(Collected data)
* * * *

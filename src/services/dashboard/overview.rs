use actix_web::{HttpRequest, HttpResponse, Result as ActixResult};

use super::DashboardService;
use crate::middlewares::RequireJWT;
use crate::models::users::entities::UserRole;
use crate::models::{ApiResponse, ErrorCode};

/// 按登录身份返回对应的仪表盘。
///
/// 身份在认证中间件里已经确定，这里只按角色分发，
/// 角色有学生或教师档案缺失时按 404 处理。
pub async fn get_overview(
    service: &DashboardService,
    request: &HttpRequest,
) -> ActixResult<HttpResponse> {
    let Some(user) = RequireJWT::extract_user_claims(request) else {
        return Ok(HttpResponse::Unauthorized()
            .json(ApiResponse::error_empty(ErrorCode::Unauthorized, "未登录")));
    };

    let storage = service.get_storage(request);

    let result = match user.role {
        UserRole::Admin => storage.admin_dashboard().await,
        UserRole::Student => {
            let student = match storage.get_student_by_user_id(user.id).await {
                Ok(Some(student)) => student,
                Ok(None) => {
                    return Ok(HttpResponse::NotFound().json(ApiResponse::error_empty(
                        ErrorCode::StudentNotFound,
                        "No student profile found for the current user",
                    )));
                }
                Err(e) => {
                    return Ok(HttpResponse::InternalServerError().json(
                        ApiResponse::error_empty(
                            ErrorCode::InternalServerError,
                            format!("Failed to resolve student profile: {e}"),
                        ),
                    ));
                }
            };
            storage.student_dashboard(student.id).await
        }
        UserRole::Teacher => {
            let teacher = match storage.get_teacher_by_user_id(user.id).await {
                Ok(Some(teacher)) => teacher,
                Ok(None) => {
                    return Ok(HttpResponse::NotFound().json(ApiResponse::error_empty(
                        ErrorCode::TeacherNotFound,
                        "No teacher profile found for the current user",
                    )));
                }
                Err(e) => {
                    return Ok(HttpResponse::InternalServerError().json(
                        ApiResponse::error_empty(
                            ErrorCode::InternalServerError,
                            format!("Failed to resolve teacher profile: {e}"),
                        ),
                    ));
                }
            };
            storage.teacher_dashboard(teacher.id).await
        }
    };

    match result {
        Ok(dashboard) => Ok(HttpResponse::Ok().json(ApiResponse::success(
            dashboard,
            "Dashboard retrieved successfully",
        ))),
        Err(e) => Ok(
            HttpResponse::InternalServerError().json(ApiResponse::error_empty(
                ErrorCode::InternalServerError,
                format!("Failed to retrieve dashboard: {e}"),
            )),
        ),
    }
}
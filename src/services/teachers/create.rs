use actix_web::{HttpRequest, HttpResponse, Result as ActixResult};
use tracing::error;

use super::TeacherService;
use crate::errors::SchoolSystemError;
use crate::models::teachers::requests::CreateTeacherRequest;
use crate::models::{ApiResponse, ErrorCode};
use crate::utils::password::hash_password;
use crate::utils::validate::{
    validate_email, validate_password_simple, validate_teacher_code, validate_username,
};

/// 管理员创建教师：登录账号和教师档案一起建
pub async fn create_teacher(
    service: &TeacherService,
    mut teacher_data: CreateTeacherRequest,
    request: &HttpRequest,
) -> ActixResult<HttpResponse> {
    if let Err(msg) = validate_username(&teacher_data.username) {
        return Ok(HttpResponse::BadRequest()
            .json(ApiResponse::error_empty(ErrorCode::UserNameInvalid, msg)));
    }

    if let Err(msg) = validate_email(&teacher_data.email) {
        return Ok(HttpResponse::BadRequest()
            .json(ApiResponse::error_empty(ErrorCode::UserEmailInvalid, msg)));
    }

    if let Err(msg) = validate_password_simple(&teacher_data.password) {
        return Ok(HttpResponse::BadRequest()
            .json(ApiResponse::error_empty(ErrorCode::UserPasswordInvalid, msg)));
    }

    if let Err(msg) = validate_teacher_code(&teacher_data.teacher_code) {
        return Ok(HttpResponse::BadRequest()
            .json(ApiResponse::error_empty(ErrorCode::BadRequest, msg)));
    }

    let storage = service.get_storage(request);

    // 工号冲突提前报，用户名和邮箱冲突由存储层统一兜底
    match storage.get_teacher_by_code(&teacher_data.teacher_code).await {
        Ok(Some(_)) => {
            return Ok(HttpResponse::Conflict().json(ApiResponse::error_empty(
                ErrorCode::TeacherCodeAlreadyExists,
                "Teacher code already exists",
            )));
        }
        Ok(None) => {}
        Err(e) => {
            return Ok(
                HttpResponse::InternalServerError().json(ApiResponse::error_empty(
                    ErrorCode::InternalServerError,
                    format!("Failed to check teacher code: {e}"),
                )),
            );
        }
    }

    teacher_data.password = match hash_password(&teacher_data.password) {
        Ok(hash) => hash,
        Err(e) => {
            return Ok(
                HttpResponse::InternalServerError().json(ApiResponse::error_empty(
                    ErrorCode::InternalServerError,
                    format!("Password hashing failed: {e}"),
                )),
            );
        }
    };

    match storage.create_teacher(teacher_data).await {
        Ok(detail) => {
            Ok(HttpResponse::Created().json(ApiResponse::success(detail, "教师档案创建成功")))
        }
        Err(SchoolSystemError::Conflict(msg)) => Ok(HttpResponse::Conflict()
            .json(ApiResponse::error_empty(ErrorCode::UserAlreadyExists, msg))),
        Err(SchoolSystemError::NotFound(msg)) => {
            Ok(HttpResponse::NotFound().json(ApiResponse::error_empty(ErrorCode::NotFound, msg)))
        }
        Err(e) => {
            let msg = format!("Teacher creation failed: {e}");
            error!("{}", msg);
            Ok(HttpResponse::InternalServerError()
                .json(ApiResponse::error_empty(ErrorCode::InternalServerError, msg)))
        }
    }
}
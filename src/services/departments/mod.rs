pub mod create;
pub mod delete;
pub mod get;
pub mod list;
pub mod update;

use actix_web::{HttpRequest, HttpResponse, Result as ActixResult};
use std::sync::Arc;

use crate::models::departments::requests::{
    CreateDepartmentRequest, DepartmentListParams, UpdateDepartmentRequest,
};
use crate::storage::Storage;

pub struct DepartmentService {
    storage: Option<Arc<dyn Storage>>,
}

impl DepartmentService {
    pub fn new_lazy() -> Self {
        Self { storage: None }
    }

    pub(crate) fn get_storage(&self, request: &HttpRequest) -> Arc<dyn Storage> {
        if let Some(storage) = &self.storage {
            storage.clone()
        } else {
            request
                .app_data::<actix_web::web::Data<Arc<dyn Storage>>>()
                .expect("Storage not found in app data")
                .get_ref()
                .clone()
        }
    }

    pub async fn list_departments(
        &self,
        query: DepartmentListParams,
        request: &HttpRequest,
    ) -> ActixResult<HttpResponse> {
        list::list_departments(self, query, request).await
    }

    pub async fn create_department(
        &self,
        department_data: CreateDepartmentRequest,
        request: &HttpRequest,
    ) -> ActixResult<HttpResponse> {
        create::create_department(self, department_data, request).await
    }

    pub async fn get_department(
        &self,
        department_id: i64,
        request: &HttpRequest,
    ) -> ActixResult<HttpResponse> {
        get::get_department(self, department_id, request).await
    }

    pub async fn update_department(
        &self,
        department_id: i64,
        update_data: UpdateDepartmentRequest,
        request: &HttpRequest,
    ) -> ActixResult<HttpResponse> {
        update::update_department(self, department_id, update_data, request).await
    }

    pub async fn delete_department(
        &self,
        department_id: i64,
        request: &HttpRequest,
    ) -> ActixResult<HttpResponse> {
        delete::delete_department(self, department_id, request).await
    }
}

* * * *

__Exercise goal__. Repeat the records exactly, leaving out none of them.

__Expected output__.
filename src/services/dashboard/overview.rs
use actix_web::{HttpRequest, HttpResponse, Result as ActixResult};

use super::DashboardService;
use crate::middlewares::RequireJWT;
use crate::models::users::entities::UserRole;
use crate::models::{ApiResponse, ErrorCode};

/// 按登录身份返回对应的仪表盘。
///
/// 身份在认证中间件里已经确定，这里只按角色分发，
/// 角色有学生或教师档案缺失时按 404 处理。
pub async fn get_overview(
    service: &DashboardService,
    request: &HttpRequest,
) -> ActixResult<HttpResponse> {
    let Some(user) = RequireJWT::extract_user_claims(request) else {
        return Ok(HttpResponse::Unauthorized()
            .json(ApiResponse::error_empty(ErrorCode::Unauthorized, "未登录")));
    };

    let storage = service.get_storage(request);

    let result = match user.role {
        UserRole::Admin => storage.admin_dashboard().await,
        UserRole::Student => {
            let student = match storage.get_student_by_user_id(user.id).await {
                Ok(Some(student)) => student,
                Ok(None) => {
                    return Ok(HttpResponse::NotFound().json(ApiResponse::error_empty(
                        ErrorCode::StudentNotFound,
                        "No student profile found for the current user",
                    )));
                }
                Err(e) => {
                    return Ok(HttpResponse::InternalServerError().json(
                        ApiResponse::error_empty(
                            ErrorCode::InternalServerError,
                            format!("Failed to resolve student profile: {e}"),
                        ),
                    ));
                }
            };
            storage.student_dashboard(student.id).await
        }
        UserRole::Teacher => {
            let teacher = match storage.get_teacher_by_user_id(user.id).await {
                Ok(Some(teacher)) => teacher,
                Ok(None) => {
                    return Ok(HttpResponse::NotFound().json(ApiResponse::error_empty(
                        ErrorCode::TeacherNotFound,
                        "No teacher profile found for the current user",
                    )));
                }
                Err(e) => {
                    return Ok(HttpResponse::InternalServerError().json(
                        ApiResponse::error_empty(
                            ErrorCode::InternalServerError,
                            format!("Failed to resolve teacher profile: {e}"),
                        ),
                    ));
                }
            };
            storage.teacher_dashboard(teacher.id).await
        }
    };

    match result {
        Ok(dashboard) => Ok(HttpResponse::Ok().json(ApiResponse::success(
            dashboard,
            "Dashboard retrieved successfully",
        ))),
        Err(e) => Ok(
            HttpResponse::InternalServerError().json(ApiResponse::error_empty(
                ErrorCode::InternalServerError,
                format!("Failed to retrieve dashboard: {e}"),
            )),
        ),
    }
}
filename src/services/teachers/create.rs
use actix_web::{HttpRequest, HttpResponse, Result as ActixResult};
use tracing::error;

use super::TeacherService;
use crate::errors::SchoolSystemError;
use crate::models::teachers::requests::CreateTeacherRequest;
use crate::models::{ApiResponse, ErrorCode};
use crate::utils::password::hash_password;
use crate::utils::validate::{
    validate_email, validate_password_simple, validate_teacher_code, validate_username,
};

/// 管理员创建教师：登录账号和教师档案一起建
pub async fn create_teacher(
    service: &TeacherService,
    mut teacher_data: CreateTeacherRequest,
    request: &HttpRequest,
) -> ActixResult<HttpResponse> {
    if let Err(msg) = validate_username(&teacher_data.username) {
        return Ok(HttpResponse::BadRequest()
            .json(ApiResponse::error_empty(ErrorCode::UserNameInvalid, msg)));
    }

    if let Err(msg) = validate_email(&teacher_data.email) {
        return Ok(HttpResponse::BadRequest()
            .json(ApiResponse::error_empty(ErrorCode::UserEmailInvalid, msg)));
    }

    if let Err(msg) = validate_password_simple(&teacher_data.password) {
        return Ok(HttpResponse::BadRequest()
            .json(ApiResponse::error_empty(ErrorCode::UserPasswordInvalid, msg)));
    }

    if let Err(msg) = validate_teacher_code(&teacher_data.teacher_code) {
        return Ok(HttpResponse::BadRequest()
            .json(ApiResponse::error_empty(ErrorCode::BadRequest, msg)));
    }

    let storage = service.get_storage(request);

    // 工号冲突提前报，用户名和邮箱冲突由存储层统一兜底
    match storage.get_teacher_by_code(&teacher_data.teacher_code).await {
        Ok(Some(_)) => {
            return Ok(HttpResponse::Conflict().json(ApiResponse::error_empty(
                ErrorCode::TeacherCodeAlreadyExists,
                "Teacher code already exists",
            )));
        }
        Ok(None) => {}
        Err(e) => {
            return Ok(
                HttpResponse::InternalServerError().json(ApiResponse::error_empty(
                    ErrorCode::InternalServerError,
                    format!("Failed to check teacher code: {e}"),
                )),
            );
        }
    }

    teacher_data.password = match hash_password(&teacher_data.password) {
        Ok(hash) => hash,
        Err(e) => {
            return Ok(
                HttpResponse::InternalServerError().json(ApiResponse::error_empty(
                    ErrorCode::InternalServerError,
                    format!("Password hashing failed: {e}"),
                )),
            );
        }
    };

    match storage.create_teacher(teacher_data).await {
        Ok(detail) => {
            Ok(HttpResponse::Created().json(ApiResponse::success(detail, "教师档案创建成功")))
        }
        Err(SchoolSystemError::Conflict(msg)) => Ok(HttpResponse::Conflict()
            .json(ApiResponse::error_empty(ErrorCode::UserAlreadyExists, msg))),
        Err(SchoolSystemError::NotFound(msg)) => {
            Ok(HttpResponse::NotFound().json(ApiResponse::error_empty(ErrorCode::NotFound, msg)))
        }
        Err(e) => {
            let msg = format!("Teacher creation failed: {e}");
            error!("{}", msg);
            Ok(HttpResponse::InternalServerError()
                .json(ApiResponse::error_empty(ErrorCode::InternalServerError, msg)))
        }
    }
}
filename src/services/departments/mod.rs
pub mod create;
pub mod delete;
pub mod get;
pub mod list;
pub mod update;

use actix_web::{HttpRequest, HttpResponse, Result as ActixResult};
use std::sync::Arc;

use crate::models::departments::requests::{
    CreateDepartmentRequest, DepartmentListParams, UpdateDepartmentRequest,
};
use crate::storage::Storage;

pub struct DepartmentService {
    storage: Option<Arc<dyn Storage>>,
}

impl DepartmentService {
    pub fn new_lazy() -> Self {
        Self { storage: None }
    }

    pub(crate) fn get_storage(&self, request: &HttpRequest) -> Arc<dyn Storage> {
        if let Some(storage) = &self.storage {
            storage.clone()
        } else {
            request
                .app_data::<actix_web::web::Data<Arc<dyn Storage>>>()
                .expect("Storage not found in app data")
                .get_ref()
                .clone()
        }
    }

    pub async fn list_departments(
        &self,
        query: DepartmentListParams,
        request: &HttpRequest,
    ) -> ActixResult<HttpResponse> {
        list::list_departments(self, query, request).await
    }

    pub async fn create_department(
        &self,
        department_data: CreateDepartmentRequest,
        request: &HttpRequest,
    ) -> ActixResult<HttpResponse> {
        create::create_department(self, department_data, request).await
    }

    pub async fn get_department(
        &self,
        department_id: i64,
        request: &HttpRequest,
    ) -> ActixResult<HttpResponse> {
        get::get_department(self, department_id, request).await
    }

    pub async fn update_department(
        &self,
        department_id: i64,
        update_data: UpdateDepartmentRequest,
        request: &HttpRequest,
    ) -> ActixResult<HttpResponse> {
        update::update_department(self, department_id, update_data, request).await
    }

    pub async fn delete_department(
        &self,
        department_id: i64,
        request: &HttpRequest,
    ) -> ActixResult<HttpResponse> {
        delete::delete_department(self, department_id, request).await
    }
}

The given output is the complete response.